Todo por rascarle lo guevos al tigre…

Mi abuelo, Valentín Gómez Rubio, nació a finales del Siglo XIX en La Bautista, allá por el rumbo de Talpa o nació en San Antonio Cuale o nació en El Jorullo, no lo sé con exactitud. A principios de 1900, con la baja en el precio de la plata, la minería dio traspiés y mi abuelo, como mucha gente, se vino a la costa “en busca de la vida”. Era entonces un joven de escasos dieciséis o diecisiete años, con más curiosidad en el alma por conocer el mundo que pesos amarrados en el paliacate: sin más fortuna que la ropa puesta y una daga de buen acero, de esas que forjaban los Pinzón en Cuale. Era una daga chica, propia de un joven de esos tiempos, una herramienta para pelar cañas y naranjas, cortar alguna vara o alguna correa o desollar alguna presa pequeña; a esa edad, Valente Gómez no tenía cuentas pendientes con nadie ni broncas por ajustar.

Y se echó a “andar el mundo a pie” por el camino de arriería que llevaba al Puerto de Las Peñas. Paso a paso fue dejando poco a poco las robladas y los bosques de encino de la Sierra de Cuale. Río abajo, la selva fue multiplicando un amasijo de árboles y cuamecates: papelillos, cedro, amapas, primavera, papayillo, mataisas, capomales, habilla, palo fierro, palo de trompeta y palo de chilte; sauces, higueras, zalates y tizates le daban su verdor eterno a la orilla del río.

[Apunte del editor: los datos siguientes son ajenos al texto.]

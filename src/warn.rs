//! Warn-once bookkeeping shared by every plugin of a session

use parking_lot::Mutex;
use std::collections::HashSet;

use crate::plugin::PluginContext;

/// Set of warning messages already reported
#[derive(Debug, Default)]
pub struct WarningSet {
    seen: Mutex<HashSet<String>>,
}

impl WarningSet {
    pub fn new() -> Self {
        Self::default()
    }

    /// Report `message` through `ctx` unless it was reported before.
    /// Returns whether it was reported now.
    pub fn warn_once(&self, ctx: &dyn PluginContext, message: &str) -> bool {
        if !self.seen.lock().insert(message.to_string()) {
            return false;
        }
        ctx.warn(message);
        true
    }

    pub fn len(&self) -> usize {
        self.seen.lock().len()
    }

    pub fn is_empty(&self) -> bool {
        self.len() == 0
    }
}

#[cfg(test)]
mod tests {
    use super::*;
    use crate::plugin::RecordingContext;

    #[test]
    fn test_same_message_reported_once_across_contexts() {
        let warnings = WarningSet::new();
        let contexts: Vec<RecordingContext> = (0..5).map(|_| RecordingContext::new()).collect();

        for ctx in &contexts {
            warnings.warn_once(ctx, "deprecated");
        }
        let total: usize = contexts.iter().map(|c| c.warnings().len()).sum();
        assert_eq!(total, 1);
        assert_eq!(contexts[0].warnings(), vec!["deprecated".to_string()]);
    }

    #[test]
    fn test_distinct_messages_are_each_reported() {
        let warnings = WarningSet::new();
        let ctx = RecordingContext::new();
        assert!(warnings.warn_once(&ctx, "a"));
        assert!(warnings.warn_once(&ctx, "b"));
        assert!(!warnings.warn_once(&ctx, "a"));
        assert_eq!(ctx.warnings().len(), 2);
    }
}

Sin burros que arrear, ni puercos que pastorear, Valentín Gómez evitaba las curvas naturales del camino y tomaba atajos. Apuntaba la vista y agarraba monte en línea recta entre “relices” y hondonadas para alcanzar la vereda de herradura más adelante. En ese evitar el sig-sag del camino, en ese “agarrar melgas y surcos atravesados”, en ese “para mí todas son lomas y parejo hasta el llegar”, en un sombrío de capomos se topó con el tigre: ahí estaba el felino, encaramado en la horqueta de un árbol bajo, reposando su correría nocturna mientras de tiempo en tiempo meneaba la cola corriéndose los tábanos, dejando ver sus peludos testículos al aire.

Jaguar at Crucero San Blas | Gulick, Howard E. | 1966 | UC San Diego, Special Collections and Archives Collection – Howard E. Gulick Photographs.

Puntada de muchacho o acción de hombría, a Valentín Gómez se le vino a la cabeza una acción temeraria: haciendo el menor ruido posible buscó un varejón de cuatro o cinco metros, desenfundó la daga cualeña que conservaba un filo capaz de cortar un pelo en el aíre y la ató con “palma real” a un extremo de la caña. Se acercó cauteloso al pie del árbol buscando al animal y, no entiendo si fue porque la rama donde estaba alagartado le protegía el vientre y la quijada de una herida mortal pero mi abuelo dejó ir con firmeza la estocada sobre aquellos testículos bermejos que se ventilaban al aire.

El puñete sorprendió al tigre que pegó un respingo hacia atrás sin entender qué estaba pasando. En la búsqueda del aquel dolor contrajo el cuerpo y convertido en una madeja de pelos se vino abajo, cayendo sobre el abuelo que no lo esperaba. Más sorprendido aun por la presencia del humano, el animal se dio a la fuga y se perdió en el monte cerrado. Con el peso del animal, Valente Gómez cayó de nalgas al suelo y perdió el sentido por rato. Cuando despertó, se dio cuenta que el hombro izquierdo se le había dislocado y tenía las piernas entumecidas. Calambres entrecortados le recorrían la espalda para estacionarse en el último huesito del espinazo. Cuando se pudo parar, se hizo un bastón con la misma pica de la hazaña y llegó casi de rastras a Las Peñas donde un sobador le acomodó el hombro.

En Las Peñas, Valente Gómez Rubio aprendió con los Munguía el oficio noble de la panadería. En Ixtapa, fue el panadero oficial de la compañía platanera Montgomery. Falleció en 1958 y hasta su muerte se quejó de dolores eternos en “la rabadilla”; todo por “rascarle los güevos al tigre”.